:: Your assignment ::
Where in the data does the word "MemoryStorage" appear? Find those lines and copy them.

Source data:
"""
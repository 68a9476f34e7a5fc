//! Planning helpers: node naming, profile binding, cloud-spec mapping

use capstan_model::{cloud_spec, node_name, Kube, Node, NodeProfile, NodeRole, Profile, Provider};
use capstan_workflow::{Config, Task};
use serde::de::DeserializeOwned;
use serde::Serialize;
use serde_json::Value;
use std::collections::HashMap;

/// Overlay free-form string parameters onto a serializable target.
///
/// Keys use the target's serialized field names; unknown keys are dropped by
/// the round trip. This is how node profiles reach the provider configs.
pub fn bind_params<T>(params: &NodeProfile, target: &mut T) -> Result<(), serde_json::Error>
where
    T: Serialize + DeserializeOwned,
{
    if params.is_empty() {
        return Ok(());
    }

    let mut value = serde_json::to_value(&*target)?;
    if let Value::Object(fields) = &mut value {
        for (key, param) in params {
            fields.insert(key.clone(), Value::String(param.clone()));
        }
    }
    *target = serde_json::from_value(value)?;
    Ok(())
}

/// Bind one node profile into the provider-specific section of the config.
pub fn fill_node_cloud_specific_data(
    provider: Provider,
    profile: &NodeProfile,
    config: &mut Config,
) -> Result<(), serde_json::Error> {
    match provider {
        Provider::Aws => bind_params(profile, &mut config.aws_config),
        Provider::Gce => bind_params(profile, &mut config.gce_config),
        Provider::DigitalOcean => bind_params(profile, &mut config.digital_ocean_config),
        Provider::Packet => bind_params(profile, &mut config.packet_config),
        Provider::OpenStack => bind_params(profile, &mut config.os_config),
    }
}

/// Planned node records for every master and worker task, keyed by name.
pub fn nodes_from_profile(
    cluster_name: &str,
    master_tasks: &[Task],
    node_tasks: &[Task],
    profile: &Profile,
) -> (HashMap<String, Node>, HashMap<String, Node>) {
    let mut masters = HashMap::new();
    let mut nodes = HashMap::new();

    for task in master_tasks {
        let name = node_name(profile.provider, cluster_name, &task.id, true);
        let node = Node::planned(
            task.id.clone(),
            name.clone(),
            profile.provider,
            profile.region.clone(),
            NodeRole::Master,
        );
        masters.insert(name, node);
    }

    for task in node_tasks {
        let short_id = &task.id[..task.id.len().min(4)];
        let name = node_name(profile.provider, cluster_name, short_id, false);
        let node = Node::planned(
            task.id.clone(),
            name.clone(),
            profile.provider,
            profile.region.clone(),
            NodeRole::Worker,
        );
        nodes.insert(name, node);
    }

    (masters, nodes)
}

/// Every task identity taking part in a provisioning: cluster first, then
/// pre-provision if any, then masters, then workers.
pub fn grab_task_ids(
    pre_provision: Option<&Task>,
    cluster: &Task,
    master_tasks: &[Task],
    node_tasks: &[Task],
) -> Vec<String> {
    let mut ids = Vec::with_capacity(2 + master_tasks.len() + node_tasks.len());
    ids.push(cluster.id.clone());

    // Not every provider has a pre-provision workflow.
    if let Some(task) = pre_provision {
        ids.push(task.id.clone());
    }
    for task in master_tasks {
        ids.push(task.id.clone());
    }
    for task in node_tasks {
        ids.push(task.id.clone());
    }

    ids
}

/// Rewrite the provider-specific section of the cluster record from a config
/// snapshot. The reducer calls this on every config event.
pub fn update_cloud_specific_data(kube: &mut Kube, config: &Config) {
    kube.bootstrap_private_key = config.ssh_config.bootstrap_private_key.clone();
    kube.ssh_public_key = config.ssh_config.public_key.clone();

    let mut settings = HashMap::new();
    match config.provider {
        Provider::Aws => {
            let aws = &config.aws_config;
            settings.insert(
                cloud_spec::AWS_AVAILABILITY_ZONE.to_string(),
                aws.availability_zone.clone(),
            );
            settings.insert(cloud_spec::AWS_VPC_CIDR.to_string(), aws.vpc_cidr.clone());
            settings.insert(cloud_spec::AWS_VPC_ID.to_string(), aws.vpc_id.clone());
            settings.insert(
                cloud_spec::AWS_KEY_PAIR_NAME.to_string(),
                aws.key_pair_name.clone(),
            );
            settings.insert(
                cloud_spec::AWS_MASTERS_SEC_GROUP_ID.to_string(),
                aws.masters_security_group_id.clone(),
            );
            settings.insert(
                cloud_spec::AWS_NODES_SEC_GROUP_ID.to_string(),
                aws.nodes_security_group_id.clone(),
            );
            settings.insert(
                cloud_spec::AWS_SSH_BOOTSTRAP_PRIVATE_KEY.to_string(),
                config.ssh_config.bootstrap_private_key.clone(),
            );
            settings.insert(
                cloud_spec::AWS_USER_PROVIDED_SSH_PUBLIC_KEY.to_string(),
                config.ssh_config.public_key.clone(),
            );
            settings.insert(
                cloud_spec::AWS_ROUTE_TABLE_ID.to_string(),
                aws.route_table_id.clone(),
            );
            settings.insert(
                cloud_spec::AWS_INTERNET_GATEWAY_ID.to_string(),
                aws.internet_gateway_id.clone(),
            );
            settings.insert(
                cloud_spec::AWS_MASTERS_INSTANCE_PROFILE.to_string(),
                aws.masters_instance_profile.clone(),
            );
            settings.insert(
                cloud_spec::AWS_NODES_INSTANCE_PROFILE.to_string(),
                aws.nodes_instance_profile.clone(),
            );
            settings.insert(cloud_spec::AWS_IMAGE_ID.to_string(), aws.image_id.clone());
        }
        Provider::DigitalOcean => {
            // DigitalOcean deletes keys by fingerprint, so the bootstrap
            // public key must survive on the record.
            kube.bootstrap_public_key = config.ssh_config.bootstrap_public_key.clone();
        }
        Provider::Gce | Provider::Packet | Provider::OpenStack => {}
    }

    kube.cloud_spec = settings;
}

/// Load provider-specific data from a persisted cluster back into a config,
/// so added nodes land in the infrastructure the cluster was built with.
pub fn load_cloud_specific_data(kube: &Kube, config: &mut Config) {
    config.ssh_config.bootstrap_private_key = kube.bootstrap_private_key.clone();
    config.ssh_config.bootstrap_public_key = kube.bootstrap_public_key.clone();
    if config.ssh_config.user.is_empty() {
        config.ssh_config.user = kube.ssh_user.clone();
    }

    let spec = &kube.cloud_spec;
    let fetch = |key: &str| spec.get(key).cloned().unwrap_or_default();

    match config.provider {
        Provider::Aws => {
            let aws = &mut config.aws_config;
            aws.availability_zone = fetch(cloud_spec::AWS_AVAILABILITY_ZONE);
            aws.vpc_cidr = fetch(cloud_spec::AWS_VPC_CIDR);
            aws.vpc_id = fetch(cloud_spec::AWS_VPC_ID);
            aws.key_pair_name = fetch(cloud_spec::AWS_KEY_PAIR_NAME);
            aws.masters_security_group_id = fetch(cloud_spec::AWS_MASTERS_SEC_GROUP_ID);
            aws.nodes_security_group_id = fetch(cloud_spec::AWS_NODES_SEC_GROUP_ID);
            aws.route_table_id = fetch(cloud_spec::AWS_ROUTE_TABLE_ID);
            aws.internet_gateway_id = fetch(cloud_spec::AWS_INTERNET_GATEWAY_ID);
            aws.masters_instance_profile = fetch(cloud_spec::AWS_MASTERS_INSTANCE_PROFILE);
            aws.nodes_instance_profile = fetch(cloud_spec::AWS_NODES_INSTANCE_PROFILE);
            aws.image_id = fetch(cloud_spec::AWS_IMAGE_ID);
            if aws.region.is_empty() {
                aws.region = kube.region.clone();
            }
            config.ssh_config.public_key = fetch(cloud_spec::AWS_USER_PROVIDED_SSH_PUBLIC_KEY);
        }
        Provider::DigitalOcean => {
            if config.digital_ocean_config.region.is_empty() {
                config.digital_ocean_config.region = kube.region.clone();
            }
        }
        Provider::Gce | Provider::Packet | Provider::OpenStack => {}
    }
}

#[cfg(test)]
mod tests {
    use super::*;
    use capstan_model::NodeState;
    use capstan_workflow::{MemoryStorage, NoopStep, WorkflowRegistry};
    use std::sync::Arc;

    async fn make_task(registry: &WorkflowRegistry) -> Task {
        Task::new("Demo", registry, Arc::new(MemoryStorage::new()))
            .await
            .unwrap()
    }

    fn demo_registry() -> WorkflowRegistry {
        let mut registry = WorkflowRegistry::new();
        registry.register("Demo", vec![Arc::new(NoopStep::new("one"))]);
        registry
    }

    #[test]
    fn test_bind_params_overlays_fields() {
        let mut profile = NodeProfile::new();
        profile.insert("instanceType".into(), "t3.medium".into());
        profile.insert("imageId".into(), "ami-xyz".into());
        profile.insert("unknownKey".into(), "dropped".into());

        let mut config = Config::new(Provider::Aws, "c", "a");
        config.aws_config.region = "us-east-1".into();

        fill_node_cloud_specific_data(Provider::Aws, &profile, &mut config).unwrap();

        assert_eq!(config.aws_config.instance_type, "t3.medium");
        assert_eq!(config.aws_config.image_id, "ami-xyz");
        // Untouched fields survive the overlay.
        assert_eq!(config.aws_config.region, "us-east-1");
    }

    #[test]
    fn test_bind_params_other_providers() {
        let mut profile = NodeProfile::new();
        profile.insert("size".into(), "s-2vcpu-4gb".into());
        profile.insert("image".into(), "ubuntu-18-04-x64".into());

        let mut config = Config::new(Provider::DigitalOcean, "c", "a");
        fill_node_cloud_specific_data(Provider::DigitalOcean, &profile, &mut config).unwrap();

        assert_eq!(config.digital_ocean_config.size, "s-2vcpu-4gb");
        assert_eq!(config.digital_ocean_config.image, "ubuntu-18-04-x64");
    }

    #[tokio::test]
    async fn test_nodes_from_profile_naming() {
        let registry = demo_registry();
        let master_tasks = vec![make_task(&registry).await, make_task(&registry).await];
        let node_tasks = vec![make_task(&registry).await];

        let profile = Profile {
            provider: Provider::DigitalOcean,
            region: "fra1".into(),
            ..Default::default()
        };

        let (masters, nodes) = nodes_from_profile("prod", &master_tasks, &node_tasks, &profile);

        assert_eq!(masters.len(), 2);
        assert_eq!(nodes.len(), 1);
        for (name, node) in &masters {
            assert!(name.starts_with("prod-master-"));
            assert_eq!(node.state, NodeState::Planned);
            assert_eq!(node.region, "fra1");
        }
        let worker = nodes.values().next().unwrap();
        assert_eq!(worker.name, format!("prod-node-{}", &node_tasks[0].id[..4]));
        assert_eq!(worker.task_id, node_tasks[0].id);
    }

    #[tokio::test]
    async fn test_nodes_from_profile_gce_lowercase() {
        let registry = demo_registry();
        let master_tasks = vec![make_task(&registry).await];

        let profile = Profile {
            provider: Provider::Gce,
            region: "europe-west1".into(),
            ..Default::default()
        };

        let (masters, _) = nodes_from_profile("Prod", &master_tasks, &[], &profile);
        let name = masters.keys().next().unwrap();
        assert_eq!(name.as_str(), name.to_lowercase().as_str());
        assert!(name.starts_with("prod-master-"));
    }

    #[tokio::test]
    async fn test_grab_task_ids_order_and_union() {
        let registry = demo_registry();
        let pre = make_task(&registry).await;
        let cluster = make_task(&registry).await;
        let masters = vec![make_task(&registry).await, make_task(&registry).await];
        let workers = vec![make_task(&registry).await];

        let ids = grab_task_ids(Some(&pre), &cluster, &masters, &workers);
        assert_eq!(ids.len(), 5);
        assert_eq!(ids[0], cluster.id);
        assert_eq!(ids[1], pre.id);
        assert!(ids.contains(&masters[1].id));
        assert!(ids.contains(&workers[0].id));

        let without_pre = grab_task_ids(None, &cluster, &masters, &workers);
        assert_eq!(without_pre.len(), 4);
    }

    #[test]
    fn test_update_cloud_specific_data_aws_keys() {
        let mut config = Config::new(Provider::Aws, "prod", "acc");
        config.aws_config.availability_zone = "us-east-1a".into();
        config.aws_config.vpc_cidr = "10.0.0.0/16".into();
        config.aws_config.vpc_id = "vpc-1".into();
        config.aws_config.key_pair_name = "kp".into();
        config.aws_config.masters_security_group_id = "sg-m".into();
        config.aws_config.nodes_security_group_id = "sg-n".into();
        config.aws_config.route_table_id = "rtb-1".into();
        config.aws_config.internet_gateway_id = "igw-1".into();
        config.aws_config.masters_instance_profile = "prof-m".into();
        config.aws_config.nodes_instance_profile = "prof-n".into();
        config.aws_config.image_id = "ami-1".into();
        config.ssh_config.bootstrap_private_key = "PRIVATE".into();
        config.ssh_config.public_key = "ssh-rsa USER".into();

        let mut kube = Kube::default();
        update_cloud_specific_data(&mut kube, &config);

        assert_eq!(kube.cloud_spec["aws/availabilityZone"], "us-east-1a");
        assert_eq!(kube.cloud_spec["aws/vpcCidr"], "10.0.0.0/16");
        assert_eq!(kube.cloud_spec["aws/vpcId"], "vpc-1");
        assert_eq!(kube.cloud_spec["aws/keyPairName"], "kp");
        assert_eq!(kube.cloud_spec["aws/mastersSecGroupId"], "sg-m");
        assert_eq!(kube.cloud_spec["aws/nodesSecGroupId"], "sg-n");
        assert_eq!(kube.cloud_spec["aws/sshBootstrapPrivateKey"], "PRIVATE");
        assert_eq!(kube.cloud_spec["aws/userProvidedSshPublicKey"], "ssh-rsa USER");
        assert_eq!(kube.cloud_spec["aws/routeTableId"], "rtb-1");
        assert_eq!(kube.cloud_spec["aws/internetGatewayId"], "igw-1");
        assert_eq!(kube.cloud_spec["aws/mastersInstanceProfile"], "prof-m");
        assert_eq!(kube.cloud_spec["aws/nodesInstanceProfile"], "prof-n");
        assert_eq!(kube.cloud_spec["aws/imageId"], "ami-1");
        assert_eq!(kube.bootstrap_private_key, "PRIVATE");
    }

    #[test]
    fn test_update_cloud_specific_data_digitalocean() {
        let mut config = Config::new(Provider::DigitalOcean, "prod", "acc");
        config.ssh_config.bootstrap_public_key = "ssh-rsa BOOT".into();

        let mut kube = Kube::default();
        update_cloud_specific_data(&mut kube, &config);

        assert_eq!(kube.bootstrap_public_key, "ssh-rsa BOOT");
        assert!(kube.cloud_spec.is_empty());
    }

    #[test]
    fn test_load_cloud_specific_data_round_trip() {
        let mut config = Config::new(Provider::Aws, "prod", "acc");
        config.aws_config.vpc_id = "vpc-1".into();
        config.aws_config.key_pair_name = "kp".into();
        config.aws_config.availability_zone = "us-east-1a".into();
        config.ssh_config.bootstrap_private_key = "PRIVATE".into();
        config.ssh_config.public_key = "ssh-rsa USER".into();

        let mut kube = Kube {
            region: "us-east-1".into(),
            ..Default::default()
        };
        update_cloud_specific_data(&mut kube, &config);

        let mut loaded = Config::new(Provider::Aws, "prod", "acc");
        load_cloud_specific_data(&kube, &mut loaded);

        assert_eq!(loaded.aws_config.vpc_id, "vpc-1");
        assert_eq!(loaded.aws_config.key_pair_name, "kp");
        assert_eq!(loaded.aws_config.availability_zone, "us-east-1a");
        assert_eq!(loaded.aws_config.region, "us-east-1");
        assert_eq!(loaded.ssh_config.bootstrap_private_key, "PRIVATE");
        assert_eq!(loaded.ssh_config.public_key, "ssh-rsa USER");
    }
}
"""
:: Solution ::
    use capstan_workflow::{MemoryStorage, NoopStep, WorkflowRegistry};
        Task::new("Demo", registry, Arc::new(MemoryStorage::new()))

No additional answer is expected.